(Problem to work on): Return only how many lines in the data include the string "exists".

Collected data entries
--------------------------------------------------

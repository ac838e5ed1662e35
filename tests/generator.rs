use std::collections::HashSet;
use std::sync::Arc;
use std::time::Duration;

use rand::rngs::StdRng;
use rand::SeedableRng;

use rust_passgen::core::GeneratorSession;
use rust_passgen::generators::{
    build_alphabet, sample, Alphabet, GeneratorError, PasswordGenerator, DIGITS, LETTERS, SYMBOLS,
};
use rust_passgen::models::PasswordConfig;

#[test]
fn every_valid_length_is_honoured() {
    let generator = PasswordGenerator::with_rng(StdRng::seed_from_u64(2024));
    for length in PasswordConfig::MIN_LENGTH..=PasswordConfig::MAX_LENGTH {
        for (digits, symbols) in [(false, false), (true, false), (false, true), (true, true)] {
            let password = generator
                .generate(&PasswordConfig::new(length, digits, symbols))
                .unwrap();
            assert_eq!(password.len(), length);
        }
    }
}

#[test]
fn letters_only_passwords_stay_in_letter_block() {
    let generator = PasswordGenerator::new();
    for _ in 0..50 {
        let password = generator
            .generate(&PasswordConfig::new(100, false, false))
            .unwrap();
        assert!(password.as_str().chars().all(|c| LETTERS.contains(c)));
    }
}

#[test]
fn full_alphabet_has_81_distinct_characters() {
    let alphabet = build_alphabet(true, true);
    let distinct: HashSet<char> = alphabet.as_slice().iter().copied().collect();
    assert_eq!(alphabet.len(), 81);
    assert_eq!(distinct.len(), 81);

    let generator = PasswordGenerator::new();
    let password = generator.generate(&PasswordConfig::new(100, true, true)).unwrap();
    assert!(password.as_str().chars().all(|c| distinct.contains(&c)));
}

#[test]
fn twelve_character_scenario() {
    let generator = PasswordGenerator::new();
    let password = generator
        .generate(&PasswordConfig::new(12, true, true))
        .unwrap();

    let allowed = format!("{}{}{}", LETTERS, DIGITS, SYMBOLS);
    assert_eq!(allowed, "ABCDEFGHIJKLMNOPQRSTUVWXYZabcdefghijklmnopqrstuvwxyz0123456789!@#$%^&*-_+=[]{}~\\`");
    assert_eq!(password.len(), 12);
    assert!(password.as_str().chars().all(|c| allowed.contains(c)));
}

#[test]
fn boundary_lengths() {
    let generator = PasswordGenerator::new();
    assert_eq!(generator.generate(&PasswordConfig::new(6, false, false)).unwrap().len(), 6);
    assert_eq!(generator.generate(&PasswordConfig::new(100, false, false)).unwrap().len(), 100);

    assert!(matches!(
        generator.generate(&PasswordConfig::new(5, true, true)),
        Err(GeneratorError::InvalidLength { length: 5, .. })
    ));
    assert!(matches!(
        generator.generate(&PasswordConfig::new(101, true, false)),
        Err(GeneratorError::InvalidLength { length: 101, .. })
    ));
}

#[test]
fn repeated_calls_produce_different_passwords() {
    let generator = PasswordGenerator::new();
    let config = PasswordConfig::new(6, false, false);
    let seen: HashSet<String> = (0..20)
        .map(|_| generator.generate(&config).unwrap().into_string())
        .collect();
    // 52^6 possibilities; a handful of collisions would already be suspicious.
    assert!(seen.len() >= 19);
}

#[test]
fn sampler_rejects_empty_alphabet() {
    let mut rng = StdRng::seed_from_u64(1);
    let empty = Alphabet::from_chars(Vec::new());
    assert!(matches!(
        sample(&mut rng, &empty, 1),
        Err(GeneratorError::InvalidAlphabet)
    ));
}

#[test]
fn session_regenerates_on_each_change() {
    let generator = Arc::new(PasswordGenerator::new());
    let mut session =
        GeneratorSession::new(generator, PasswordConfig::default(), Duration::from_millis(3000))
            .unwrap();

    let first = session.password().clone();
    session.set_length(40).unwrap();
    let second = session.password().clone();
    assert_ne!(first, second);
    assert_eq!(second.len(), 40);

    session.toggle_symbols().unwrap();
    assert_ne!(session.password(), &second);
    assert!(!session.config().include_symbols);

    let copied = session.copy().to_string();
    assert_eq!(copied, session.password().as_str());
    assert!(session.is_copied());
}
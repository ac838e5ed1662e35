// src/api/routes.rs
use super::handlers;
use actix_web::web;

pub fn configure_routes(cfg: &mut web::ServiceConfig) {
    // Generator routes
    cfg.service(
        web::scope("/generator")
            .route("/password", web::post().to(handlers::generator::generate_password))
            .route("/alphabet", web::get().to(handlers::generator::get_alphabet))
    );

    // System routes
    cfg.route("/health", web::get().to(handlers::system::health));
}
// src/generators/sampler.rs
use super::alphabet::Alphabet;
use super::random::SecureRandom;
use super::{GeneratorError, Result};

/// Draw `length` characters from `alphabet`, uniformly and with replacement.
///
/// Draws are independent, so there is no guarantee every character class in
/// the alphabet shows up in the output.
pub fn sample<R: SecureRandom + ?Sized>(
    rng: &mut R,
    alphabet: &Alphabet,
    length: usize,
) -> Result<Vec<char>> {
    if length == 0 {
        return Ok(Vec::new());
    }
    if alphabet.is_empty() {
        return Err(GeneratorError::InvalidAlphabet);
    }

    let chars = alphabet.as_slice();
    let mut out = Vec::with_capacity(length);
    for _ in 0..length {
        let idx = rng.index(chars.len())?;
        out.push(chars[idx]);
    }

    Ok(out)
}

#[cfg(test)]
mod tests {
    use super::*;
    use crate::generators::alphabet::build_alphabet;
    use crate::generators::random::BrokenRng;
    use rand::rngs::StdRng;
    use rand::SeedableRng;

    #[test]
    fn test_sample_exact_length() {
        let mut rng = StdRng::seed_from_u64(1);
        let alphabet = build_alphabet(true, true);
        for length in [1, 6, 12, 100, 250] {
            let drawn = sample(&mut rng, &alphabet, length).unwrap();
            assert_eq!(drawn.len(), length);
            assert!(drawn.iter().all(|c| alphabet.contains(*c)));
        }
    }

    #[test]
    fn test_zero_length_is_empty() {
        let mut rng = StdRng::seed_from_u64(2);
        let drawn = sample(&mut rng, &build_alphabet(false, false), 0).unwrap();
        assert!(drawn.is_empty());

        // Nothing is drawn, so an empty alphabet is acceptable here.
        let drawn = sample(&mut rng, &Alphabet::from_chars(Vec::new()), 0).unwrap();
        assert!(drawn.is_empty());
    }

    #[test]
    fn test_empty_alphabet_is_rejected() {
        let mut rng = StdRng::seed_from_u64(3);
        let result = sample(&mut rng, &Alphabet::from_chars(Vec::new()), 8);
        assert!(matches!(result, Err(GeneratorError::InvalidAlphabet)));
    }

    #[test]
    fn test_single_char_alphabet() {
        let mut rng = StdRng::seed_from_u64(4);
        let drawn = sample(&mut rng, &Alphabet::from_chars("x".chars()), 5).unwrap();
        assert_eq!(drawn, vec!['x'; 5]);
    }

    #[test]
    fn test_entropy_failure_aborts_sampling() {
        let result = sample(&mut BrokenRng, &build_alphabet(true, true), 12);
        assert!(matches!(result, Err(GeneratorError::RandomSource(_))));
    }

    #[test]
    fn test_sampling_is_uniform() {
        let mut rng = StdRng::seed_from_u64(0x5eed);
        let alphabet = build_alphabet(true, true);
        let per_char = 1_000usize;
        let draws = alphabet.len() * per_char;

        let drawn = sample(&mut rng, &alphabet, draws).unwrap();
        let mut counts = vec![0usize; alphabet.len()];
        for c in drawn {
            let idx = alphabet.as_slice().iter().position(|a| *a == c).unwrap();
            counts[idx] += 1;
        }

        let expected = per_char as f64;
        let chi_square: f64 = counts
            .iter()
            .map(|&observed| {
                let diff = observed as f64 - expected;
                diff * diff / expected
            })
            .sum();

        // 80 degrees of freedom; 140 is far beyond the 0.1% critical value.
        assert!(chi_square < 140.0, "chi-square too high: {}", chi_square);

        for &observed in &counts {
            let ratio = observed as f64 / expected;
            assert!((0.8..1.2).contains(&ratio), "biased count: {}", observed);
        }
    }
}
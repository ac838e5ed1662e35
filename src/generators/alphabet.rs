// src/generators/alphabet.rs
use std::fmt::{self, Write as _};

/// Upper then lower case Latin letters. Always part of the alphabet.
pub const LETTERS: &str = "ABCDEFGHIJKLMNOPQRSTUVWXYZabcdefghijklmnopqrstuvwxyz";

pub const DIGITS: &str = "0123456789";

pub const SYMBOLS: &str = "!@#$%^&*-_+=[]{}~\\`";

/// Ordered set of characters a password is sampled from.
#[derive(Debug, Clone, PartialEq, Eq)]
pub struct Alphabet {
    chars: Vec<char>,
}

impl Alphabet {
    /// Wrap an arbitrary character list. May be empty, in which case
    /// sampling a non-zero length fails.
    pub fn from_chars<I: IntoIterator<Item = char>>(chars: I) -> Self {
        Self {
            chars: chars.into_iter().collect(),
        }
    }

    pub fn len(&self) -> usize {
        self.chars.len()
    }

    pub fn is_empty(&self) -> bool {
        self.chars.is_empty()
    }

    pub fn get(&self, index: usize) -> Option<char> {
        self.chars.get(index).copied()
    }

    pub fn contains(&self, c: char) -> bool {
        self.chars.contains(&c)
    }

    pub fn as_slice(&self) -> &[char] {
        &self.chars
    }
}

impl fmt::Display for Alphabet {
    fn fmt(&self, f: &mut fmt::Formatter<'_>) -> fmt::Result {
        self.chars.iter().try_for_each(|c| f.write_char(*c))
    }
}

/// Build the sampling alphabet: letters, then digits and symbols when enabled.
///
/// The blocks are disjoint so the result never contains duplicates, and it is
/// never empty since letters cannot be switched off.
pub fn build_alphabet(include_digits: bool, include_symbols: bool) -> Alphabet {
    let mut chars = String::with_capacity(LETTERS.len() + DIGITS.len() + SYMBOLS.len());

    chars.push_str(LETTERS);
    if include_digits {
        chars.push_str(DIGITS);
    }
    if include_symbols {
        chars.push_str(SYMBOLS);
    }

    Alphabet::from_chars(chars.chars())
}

--------------------------------------------------

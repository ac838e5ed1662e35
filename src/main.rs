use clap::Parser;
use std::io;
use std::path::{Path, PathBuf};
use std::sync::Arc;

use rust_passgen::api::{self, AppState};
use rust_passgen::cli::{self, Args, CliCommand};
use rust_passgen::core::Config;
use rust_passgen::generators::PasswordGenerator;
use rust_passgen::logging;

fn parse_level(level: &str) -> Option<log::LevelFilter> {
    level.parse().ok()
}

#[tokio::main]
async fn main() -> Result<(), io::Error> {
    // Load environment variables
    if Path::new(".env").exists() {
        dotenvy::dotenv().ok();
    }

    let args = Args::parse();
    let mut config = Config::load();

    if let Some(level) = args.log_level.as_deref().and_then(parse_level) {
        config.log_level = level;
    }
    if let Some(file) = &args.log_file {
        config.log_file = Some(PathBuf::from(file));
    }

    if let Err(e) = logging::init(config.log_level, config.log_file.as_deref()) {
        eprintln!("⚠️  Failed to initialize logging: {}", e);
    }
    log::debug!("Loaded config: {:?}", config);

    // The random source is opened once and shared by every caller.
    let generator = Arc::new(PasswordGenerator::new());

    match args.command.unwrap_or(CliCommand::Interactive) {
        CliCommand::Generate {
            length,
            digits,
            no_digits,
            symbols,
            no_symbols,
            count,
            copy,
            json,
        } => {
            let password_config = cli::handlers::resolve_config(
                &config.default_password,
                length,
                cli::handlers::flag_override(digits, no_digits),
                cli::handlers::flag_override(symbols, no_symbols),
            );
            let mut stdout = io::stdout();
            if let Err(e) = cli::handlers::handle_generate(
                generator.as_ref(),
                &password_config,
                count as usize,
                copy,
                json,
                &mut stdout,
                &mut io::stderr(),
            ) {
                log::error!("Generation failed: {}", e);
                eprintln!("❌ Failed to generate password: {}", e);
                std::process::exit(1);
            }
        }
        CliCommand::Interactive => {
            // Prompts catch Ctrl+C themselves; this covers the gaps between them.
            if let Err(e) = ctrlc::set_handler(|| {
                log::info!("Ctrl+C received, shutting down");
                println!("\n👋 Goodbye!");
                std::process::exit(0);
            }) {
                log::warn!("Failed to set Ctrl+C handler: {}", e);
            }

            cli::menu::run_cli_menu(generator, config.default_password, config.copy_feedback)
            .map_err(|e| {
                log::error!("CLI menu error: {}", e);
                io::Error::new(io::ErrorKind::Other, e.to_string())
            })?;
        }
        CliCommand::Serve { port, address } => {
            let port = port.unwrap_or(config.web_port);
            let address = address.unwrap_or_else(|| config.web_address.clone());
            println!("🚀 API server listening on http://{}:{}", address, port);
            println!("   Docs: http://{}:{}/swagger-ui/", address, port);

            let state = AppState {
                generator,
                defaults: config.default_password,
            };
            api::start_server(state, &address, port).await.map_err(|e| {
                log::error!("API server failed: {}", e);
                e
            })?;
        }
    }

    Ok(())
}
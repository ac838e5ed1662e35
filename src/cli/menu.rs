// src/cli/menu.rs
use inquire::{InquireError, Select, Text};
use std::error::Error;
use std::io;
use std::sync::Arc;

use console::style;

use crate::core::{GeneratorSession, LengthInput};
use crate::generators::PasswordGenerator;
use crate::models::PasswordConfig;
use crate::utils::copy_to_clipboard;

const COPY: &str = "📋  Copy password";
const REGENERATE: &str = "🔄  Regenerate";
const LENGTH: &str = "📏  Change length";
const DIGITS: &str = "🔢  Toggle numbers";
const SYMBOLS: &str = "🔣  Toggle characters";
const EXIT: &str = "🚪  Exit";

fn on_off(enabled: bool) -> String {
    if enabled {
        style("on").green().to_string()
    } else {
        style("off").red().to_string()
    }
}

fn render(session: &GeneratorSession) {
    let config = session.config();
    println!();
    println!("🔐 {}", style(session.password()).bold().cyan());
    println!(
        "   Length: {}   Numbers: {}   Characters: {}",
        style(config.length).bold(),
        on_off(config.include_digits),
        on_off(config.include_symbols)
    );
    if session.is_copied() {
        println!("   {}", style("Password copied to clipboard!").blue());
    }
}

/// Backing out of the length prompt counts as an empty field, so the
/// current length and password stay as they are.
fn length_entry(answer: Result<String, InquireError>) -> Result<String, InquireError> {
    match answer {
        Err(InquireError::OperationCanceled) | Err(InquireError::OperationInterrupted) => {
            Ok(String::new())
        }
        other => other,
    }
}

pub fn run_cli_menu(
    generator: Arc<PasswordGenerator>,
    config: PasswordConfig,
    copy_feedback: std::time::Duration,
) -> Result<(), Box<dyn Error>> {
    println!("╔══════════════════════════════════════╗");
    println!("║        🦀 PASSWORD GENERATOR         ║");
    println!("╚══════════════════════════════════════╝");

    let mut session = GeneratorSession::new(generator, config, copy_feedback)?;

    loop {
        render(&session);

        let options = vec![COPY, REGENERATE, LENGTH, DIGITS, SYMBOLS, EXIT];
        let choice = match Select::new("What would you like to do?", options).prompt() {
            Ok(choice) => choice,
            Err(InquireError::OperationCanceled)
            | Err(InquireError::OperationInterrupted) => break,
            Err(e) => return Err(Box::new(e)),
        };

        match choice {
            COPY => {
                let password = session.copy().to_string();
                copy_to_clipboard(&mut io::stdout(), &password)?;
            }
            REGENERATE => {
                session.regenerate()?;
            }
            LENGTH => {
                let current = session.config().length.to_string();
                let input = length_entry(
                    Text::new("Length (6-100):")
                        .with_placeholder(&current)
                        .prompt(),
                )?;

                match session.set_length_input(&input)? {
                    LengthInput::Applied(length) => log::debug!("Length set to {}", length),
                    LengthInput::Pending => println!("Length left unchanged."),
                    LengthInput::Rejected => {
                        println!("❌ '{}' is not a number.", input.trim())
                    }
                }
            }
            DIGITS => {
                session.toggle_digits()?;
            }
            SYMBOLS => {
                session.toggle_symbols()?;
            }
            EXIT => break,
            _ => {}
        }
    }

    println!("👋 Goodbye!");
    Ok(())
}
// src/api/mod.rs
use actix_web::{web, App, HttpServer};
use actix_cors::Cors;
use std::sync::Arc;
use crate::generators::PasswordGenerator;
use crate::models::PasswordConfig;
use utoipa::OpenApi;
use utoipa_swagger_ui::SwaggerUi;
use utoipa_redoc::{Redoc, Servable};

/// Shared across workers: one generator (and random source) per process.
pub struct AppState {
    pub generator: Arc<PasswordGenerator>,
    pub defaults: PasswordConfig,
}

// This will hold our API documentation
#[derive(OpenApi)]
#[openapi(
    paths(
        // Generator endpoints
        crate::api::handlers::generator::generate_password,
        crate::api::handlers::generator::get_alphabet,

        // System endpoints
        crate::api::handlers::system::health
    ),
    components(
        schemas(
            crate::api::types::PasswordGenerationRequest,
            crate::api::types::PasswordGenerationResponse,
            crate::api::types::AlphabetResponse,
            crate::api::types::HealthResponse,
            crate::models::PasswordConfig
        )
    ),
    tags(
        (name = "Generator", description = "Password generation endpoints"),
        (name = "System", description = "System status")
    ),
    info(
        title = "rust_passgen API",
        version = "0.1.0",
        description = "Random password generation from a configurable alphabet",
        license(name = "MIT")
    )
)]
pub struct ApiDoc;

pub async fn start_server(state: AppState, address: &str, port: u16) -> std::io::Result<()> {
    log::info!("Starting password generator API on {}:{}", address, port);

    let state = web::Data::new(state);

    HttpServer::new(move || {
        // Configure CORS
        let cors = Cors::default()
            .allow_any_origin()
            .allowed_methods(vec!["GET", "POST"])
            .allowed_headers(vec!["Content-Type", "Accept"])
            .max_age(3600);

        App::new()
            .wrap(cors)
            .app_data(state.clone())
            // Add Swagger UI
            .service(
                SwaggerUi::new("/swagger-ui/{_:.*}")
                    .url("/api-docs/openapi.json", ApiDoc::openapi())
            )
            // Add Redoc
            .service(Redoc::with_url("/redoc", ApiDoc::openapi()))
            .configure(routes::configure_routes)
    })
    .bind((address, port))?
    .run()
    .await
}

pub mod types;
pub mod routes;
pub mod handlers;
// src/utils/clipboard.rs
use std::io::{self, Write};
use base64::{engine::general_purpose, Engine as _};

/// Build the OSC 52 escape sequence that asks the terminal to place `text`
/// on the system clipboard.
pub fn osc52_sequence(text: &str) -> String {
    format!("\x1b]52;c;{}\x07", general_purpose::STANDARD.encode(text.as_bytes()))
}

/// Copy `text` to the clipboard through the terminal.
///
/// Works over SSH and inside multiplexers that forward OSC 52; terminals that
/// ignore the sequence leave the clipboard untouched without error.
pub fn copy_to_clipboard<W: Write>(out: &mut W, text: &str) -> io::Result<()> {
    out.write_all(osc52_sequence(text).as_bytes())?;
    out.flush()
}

--------------------------------------------------

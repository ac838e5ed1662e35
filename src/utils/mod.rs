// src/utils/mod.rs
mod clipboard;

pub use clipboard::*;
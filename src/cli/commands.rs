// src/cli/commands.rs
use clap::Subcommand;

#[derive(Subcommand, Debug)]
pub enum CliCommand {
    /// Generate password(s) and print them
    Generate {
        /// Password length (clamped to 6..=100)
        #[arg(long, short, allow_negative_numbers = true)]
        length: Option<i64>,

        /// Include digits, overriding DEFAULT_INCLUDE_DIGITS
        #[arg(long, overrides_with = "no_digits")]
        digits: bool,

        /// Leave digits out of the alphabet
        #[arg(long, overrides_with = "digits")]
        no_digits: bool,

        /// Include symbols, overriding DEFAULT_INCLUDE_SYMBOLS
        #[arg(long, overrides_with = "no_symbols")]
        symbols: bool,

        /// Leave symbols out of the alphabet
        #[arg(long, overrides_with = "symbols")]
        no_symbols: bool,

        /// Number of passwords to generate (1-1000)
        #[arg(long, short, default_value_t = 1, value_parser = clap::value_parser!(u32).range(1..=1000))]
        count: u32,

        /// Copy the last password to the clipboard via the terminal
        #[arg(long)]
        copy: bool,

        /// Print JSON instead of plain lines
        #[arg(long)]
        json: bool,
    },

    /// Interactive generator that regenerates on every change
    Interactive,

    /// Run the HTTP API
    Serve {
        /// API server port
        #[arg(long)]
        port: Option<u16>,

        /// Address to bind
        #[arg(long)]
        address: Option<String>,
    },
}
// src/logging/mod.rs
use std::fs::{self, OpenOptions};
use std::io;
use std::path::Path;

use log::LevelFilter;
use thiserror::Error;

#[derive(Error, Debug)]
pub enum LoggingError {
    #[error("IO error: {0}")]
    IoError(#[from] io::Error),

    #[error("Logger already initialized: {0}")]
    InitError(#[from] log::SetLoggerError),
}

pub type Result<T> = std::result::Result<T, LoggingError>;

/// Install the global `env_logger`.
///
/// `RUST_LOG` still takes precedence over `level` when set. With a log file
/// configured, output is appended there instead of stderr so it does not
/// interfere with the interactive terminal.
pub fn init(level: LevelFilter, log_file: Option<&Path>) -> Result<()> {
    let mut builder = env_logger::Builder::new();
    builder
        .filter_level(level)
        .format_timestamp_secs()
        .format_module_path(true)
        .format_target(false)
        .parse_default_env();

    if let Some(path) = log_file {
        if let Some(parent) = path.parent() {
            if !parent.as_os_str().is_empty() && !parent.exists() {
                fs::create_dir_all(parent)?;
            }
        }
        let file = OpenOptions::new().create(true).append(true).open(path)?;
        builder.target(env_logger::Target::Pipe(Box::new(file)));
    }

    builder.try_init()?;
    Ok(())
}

--------------------------------------------------

(Answer box): 2